═══ Given entries
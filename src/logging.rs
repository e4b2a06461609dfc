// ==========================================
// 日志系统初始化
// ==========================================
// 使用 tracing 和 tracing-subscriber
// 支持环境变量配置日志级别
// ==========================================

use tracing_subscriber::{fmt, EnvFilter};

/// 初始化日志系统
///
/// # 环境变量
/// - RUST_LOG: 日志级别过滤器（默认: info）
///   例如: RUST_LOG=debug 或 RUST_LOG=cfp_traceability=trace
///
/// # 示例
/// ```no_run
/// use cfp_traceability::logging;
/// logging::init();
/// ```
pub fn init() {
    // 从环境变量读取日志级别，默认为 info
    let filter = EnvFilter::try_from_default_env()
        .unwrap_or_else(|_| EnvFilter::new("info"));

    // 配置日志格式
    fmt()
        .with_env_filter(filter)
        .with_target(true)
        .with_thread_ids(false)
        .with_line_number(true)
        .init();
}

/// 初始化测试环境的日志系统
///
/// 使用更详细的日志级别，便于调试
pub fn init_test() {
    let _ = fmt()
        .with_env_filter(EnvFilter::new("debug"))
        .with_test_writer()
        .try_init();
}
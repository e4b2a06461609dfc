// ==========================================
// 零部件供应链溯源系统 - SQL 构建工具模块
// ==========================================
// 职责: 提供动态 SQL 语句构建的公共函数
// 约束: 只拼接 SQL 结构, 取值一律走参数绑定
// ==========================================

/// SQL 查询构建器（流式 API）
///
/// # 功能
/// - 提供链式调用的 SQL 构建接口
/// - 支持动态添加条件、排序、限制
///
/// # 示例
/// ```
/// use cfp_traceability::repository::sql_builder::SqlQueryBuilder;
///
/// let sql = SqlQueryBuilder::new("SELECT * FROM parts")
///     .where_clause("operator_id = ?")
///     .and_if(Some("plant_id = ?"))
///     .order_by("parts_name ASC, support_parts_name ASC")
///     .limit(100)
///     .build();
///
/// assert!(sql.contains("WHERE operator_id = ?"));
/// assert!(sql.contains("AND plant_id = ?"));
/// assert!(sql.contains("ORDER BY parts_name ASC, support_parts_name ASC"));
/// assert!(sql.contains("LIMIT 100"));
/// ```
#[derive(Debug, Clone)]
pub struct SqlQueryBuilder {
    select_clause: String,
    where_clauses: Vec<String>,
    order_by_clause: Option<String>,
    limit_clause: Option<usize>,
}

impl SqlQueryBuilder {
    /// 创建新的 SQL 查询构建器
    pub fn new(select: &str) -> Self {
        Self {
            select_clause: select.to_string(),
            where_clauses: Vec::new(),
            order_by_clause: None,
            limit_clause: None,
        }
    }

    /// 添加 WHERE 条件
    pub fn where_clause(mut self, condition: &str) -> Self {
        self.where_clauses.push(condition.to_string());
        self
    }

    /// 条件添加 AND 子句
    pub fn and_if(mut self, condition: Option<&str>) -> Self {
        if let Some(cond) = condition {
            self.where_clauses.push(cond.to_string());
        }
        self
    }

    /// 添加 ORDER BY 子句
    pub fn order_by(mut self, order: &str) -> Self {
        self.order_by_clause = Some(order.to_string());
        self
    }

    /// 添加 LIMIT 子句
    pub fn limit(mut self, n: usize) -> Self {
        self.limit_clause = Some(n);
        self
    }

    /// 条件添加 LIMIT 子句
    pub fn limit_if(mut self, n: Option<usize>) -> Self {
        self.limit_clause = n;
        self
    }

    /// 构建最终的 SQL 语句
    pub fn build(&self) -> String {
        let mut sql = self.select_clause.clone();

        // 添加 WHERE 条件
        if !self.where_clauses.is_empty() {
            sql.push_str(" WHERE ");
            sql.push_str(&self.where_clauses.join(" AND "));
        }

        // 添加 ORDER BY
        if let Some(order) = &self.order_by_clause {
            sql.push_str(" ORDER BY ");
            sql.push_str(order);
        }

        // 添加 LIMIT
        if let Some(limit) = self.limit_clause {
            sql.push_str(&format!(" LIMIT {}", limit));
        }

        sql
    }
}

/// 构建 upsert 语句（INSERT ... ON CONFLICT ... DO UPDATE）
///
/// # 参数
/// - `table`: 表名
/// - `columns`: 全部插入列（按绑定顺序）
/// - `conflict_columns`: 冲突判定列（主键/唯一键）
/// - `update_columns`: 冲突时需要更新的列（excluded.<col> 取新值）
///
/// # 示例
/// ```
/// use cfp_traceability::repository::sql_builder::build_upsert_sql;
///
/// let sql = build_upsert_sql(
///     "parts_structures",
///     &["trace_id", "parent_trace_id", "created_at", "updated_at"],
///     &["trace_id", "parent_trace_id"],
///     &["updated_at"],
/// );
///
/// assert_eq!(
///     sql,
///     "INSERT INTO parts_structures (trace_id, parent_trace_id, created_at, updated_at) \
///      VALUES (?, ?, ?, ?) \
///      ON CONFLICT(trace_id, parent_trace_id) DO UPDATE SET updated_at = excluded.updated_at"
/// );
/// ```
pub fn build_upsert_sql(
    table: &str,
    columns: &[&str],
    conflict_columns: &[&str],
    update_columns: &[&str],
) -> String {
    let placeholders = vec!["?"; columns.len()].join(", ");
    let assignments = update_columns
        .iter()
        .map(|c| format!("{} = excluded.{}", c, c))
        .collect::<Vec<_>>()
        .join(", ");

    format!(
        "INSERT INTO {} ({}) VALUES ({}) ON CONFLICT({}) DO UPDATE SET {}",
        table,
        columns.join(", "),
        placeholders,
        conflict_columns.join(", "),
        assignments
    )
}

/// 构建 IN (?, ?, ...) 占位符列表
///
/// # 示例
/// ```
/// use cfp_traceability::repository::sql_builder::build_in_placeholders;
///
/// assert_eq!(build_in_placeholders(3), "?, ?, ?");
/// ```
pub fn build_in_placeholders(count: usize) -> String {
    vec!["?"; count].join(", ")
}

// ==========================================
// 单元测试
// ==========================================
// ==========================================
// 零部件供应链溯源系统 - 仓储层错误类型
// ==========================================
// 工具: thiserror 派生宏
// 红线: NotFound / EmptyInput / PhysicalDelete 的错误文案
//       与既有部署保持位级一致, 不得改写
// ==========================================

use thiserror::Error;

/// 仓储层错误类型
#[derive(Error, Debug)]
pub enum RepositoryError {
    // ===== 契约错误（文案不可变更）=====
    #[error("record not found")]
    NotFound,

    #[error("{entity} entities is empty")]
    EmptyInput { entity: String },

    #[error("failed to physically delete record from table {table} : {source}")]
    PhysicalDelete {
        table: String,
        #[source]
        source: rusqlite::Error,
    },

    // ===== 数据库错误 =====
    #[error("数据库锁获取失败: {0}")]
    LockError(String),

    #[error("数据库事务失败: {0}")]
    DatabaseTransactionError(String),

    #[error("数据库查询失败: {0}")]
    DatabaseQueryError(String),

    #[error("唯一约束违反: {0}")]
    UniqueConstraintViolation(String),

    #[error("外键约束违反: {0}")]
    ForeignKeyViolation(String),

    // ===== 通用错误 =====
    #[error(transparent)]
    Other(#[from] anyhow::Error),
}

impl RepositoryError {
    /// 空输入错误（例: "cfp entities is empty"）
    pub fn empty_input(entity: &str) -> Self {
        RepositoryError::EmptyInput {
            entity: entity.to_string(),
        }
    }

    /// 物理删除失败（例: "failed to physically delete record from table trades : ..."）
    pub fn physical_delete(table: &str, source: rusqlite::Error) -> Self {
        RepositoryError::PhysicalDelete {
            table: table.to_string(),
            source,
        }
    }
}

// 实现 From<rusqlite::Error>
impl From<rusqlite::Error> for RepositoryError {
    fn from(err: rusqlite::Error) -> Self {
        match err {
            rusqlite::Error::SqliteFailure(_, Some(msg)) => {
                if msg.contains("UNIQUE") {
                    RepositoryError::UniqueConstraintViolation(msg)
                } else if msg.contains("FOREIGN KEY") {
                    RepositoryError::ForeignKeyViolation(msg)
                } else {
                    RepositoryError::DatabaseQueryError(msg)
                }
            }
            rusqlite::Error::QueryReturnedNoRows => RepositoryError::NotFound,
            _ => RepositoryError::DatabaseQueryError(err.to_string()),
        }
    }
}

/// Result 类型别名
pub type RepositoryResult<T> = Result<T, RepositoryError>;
══════
From the listing above, copy every line that holds the string "Result".

● **Worked solution**:
/// Result 类型别名
pub type RepositoryResult<T> = Result<T, RepositoryError>;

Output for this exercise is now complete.